-- Opening Marker --

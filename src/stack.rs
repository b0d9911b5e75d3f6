use crate::error::{Error, Result};
use crate::registry::Project;
use serde::Deserialize;
use tokio::process::Command;
use tracing::{error, info, warn};

/// Outcome of a single compose invocation. Ephemeral; relayed to the
/// operator, never persisted.
#[derive(Debug, Clone)]
pub struct StackOpResult {
    pub success: bool,
    pub output: String,
}

/// One service row from `docker compose ps --format json`.
#[derive(Debug, Clone, Deserialize)]
pub struct ServiceStatus {
    #[serde(rename = "Name")]
    pub name: String,
    #[serde(rename = "Service", default)]
    pub service: String,
    #[serde(rename = "State", default)]
    pub state: String,
    #[serde(rename = "Status", default)]
    pub status: String,
}

/// Issues lifecycle commands against a project's compose file by shelling
/// out to the docker CLI. Exit code 0 is success; anything else is a
/// failure carrying the captured stderr. A missing compose file is not
/// distinguished from any other command failure.
#[derive(Debug, Clone)]
pub struct StackController {
    docker_bin: String,
}

impl StackController {
    pub fn new(docker_bin: impl Into<String>) -> Self {
        StackController {
            docker_bin: docker_bin.into(),
        }
    }

    /// `up -d`. On success, stack logs are captured best-effort (never
    /// affecting the verdict).
    pub async fn up(&self, project: &Project) -> StackOpResult {
        let res = self.compose(project, &["up", "-d"]).await;
        if res.success {
            self.capture_logs(project).await;
        }
        res
    }

    /// `down`.
    pub async fn down(&self, project: &Project) -> StackOpResult {
        self.compose(project, &["down"]).await
    }

    /// `restart` in place; same best-effort log capture as `up`.
    pub async fn restart(&self, project: &Project) -> StackOpResult {
        let res = self.compose(project, &["restart"]).await;
        if res.success {
            self.capture_logs(project).await;
        }
        res
    }

    /// Captured (non-following) stack logs.
    pub async fn logs(&self, project: &Project) -> StackOpResult {
        self.compose(project, &["logs"]).await
    }

    /// `ps --format json` — one JSON object per line.
    pub async fn status(&self, project: &Project) -> Result<Vec<ServiceStatus>> {
        let res = self.compose(project, &["ps", "--format", "json"]).await;
        if !res.success {
            return Err(Error::StackCommand(res.output));
        }
        Ok(parse_ps_lines(&res.output))
    }

    async fn compose(&self, project: &Project, verb: &[&str]) -> StackOpResult {
        let mut cmd = Command::new(&self.docker_bin);
        cmd.arg("compose")
            .arg("--file")
            .arg(project.compose_file())
            .arg("--project-directory")
            .arg(&project.dir)
            .args(verb);

        info!(project = %project.id, ?verb, "compose command");
        match cmd.output().await {
            Ok(out) => {
                let success = out.status.success();
                let stdout = String::from_utf8_lossy(&out.stdout).trim_end().to_string();
                let stderr = String::from_utf8_lossy(&out.stderr).trim_end().to_string();
                if success {
                    StackOpResult {
                        success,
                        output: stdout,
                    }
                } else {
                    error!(project = %project.id, ?verb, code = ?out.status.code(), %stderr, "compose command failed");
                    StackOpResult {
                        success,
                        output: if stderr.is_empty() { stdout } else { stderr },
                    }
                }
            }
            Err(e) => {
                error!(project = %project.id, ?verb, error = %e, "failed to spawn compose");
                StackOpResult {
                    success: false,
                    output: format!("failed to run {}: {e}", self.docker_bin),
                }
            }
        }
    }

    async fn capture_logs(&self, project: &Project) {
        let res = self.logs(project).await;
        if res.success {
            info!(project = %project.id, logs = %res.output, "stack logs after start");
        } else {
            warn!(project = %project.id, "could not capture stack logs");
        }
    }
}

fn parse_ps_lines(out: &str) -> Vec<ServiceStatus> {
    out.lines()
        .map(str::trim)
        .filter(|l| !l.is_empty())
        .filter_map(|l| serde_json::from_str::<ServiceStatus>(l).ok())
        .collect()
}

-- Closing Marker --

**ASSIGNMENT:** Show the lines of the material that contain the word "default".

**SOLUTION BELOW:**
    #[serde(rename = "Service", default)]
    #[serde(rename = "State", default)]
    #[serde(rename = "Status", default)]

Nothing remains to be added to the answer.